Thoughts On... A Lifestyle Column

I wouldn't call this a "Lifestyle Blog".

But it kind of is one. It's a blog about my life, my lifestyle and how I want to live. 

Recently, especially since the move, I've been trying to identify the things that make my life better. These are usually small, everyday things, routines, products, mantras, practices. Little things that make my life easier, make me happy, or help me to hone the lifestyle I want to create. These are my thoughts on...

Making the Bed. 

A few years ago, I had a friend staying with me who always made the bed. I had never done this before. We weren't a bed making family growing up. She made hospital corners. She was the inspiration for me to start making the bed, but not regularly. 

Now I try to make the bed every day. I don't go crazy. I mostly just straighten the pillows, brush off the fitted sheet, and reapply the blankets in a more orderly fashion. That's it. Nothing fancy. 

But it really makes me feel quite good! I feel like I'm getting something done when I do it and it's nice to get into a made bed at the end of the day. 

Now, we have 5 cats, so sometimes I don't want to disturb them. Or sometimes I'm just lazy, or sometimes I just don't want to. But I know that when I do make the bed, I feel a little better about life. I don't feel worse if I don't make it, but I feel better when I do. It's not a chore, it's a helpful practice. It makes my life a little more orderly, going to bed a little less of a struggle, and doesn't a made bed look sweet covered in cats?

Who out there makes the bed regularly? Who hates making the bed?

 

 

Rest In Peace, Tiger

I read yesterday that a creature I would consider a friend passed away. It hit me pretty hard. 

Tiger was a constant on 6th Avenue, where I passed walking to work every day. I had seen him for many years, even before I moved to the neighborhood. It did not go unnoticed that we would move so close to him. We were pretty excited about it.

He was almost always around, guarding his turf, or snoozing in the sun, sometimes chasing down baby birds fallen from the nest, or eyeing down a terrier.  He had a regal apartment, decked out with beds, hammocks, toys, and food. He had an "upstairs neighbor who sometimes hung out in the window above him. He didn't seem to mind the occasional pigeon sharing his meal.  Tiger had his own bench. When he wasn't in front of his opulent abode, he was winding his way to greet you or any passerby (he really liked kids),  surveying local construction, or hiding out at one of his other stomping grounds near by. 

I would often look for him, and be delighted to turn the corner and see him, perched at eye level, on a trash can cover near some potted flowers. Sometimes I would spy him further up the block in yard with a red Japanese maple, red stones, and a red fence. It was always just like greeting a neighbor you've seen for years. You are happy and surprised at their presence, cheerful to say hello! Tiger, you could tell, felt the same. He'd come out to get a scratch, perhaps trailing behind you for a few houses. 

I didn't know Tiger well.
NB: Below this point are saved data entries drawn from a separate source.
use std::fmt;
use std::str::FromStr;

use chrono::{Datelike, NaiveDate};
use once_cell::sync::Lazy;
use regex::Regex;
use rust_decimal::Decimal;
use serde::{de::Deserializer, Deserialize, Serialize, Serializer};

use crate::errors::EntryError;

const DATE_KEY_FORMAT: &str = "%Y-%m-%d";

static DATE_KEY_SHAPE: Lazy<Regex> =
    Lazy::new(|| Regex::new(r"^\d{4}-\d{2}-\d{2}$").expect("static date key pattern"));

/// Canonical `YYYY-MM-DD` key joining entries to calendar cells.
///
/// Ordering matches the lexical ordering of the string form.
#[derive(Debug, Clone, Copy, PartialEq, Eq, PartialOrd, Ord, Hash)]
pub struct DateKey(NaiveDate);

impl DateKey {
    /// Builds a key from calendar components. Returns `None` for dates that
    /// do not exist or years outside `0..=9999`.
    pub fn from_ymd(year: i32, month: u32, day: u32) -> Option<Self> {
        if !(0..=9999).contains(&year) {
            return None;
        }
        NaiveDate::from_ymd_opt(year, month, day).map(Self)
    }

    pub fn parse(value: &str) -> Result<Self, EntryError> {
        if !DATE_KEY_SHAPE.is_match(value) {
            return Err(EntryError::InvalidDateKey(value.to_string()));
        }
        NaiveDate::parse_from_str(value, DATE_KEY_FORMAT)
            .map(Self)
            .map_err(|_| EntryError::InvalidDateKey(value.to_string()))
    }

    pub fn date(&self) -> NaiveDate {
        self.0
    }

    pub fn year(&self) -> i32 {
        self.0.year()
    }

    /// 1-based month number.
    pub fn month(&self) -> u32 {
        self.0.month()
    }

    pub fn day(&self) -> u32 {
        self.0.day()
    }
}

impl TryFrom<NaiveDate> for DateKey {
    type Error = EntryError;

    fn try_from(date: NaiveDate) -> Result<Self, Self::Error> {
        Self::from_ymd(date.year(), date.month(), date.day())
            .ok_or_else(|| EntryError::InvalidDateKey(date.to_string()))
    }
}

impl FromStr for DateKey {
    type Err = EntryError;

    fn from_str(s: &str) -> Result<Self, Self::Err> {
        Self::parse(s)
    }
}

impl fmt::Display for DateKey {
    fn fmt(&self, f: &mut fmt::Formatter<'_>) -> fmt::Result {
        write!(
            f,
            "{:04}-{:02}-{:02}",
            self.0.year(),
            self.0.month(),
            self.0.day()
        )
    }
}

impl Serialize for DateKey {
    fn serialize<S>(&self, serializer: S) -> Result<S::Ok, S::Error>
    where
        S: Serializer,
    {
        serializer.collect_str(self)
    }
}

impl<'de> Deserialize<'de> for DateKey {
    fn deserialize<D>(deserializer: D) -> Result<Self, D::Error>
    where
        D: Deserializer<'de>,
    {
        let raw = String::deserialize(deserializer)?;
        DateKey::parse(&raw).map_err(serde::de::Error::custom)
    }
}

/// Non-negative currency amount.
#[derive(Debug, Clone, Copy, PartialEq, Eq, PartialOrd, Ord, Hash, Serialize, Deserialize)]
#[serde(try_from = "Decimal", into = "Decimal")]
pub struct Amount(Decimal);

impl Amount {
    pub const ZERO: Amount = Amount(Decimal::ZERO);

    pub fn new(value: Decimal) -> Result<Self, EntryError> {
        if value.is_sign_negative() && !value.is_zero() {
            return Err(EntryError::NegativeAmount(value));
        }
        Ok(Self(value))
    }

    pub fn value(&self) -> Decimal {
        self.0
    }
}

impl TryFrom<Decimal> for Amount {
    type Error = EntryError;

    fn try_from(value: Decimal) -> Result<Self, Self::Error> {
        Self::new(value)
    }
}

impl From<Amount> for Decimal {
    fn from(amount: Amount) -> Self {
        amount.0
    }
}

impl fmt::Display for Amount {
    fn fmt(&self, f: &mut fmt::Formatter<'_>) -> fmt::Result {
        fmt::Display::fmt(&self.0, f)
    }
}

/// Entry exactly as delivered by the host's fetch, before validation.
#[derive(Debug, Clone, PartialEq, Serialize, Deserialize)]
pub struct RawCalendarEntry {
    pub date: String,
    pub merchant_name: String,
    pub amount: Decimal,
    pub frequency: String,
}

/// A validated, dated financial obligation.
#[derive(Debug, Clone, PartialEq, Eq, Serialize, Deserialize)]
pub struct CalendarEntry {
    pub date: DateKey,
    pub merchant_name: String,
    pub amount: Amount,
    pub frequency: String,
}

impl CalendarEntry {
    pub fn new(
        date: DateKey,
        merchant_name: impl Into<String>,
        amount: Amount,
        frequency: impl Into<String>,
    ) -> Self {
        Self {
            date,
            merchant_name: merchant_name.into(),
            amount,
            frequency: frequency.into(),
        }
    }
}

impl TryFrom<RawCalendarEntry> for CalendarEntry {
    type Error = EntryError;

    fn try_from(raw: RawCalendarEntry) -> Result<Self, Self::Error> {
        let date = DateKey::parse(&raw.date)?;
        let amount = Amount::new(raw.amount)?;
        Ok(Self {
            date,
            merchant_name: raw.merchant_name,
            amount,
            frequency: raw.frequency,
        })
    }
}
I did, in fact, think he was a she for our entire acquaintance. (I also always pictures her name being spelled "Tyger" in a sort of grrrl power way).  But he was a staple of my day, my week. He had a distinctively handsome face and a particular white triangle on his nose that you couldn't mistake. He was a fixture in the neighborhood and I am not the only one who will dearly miss him. 

In a way, it feels like the universe telling me it's ok to go now. The things I love in Brooklyn are dying and I'm ready to move and move on.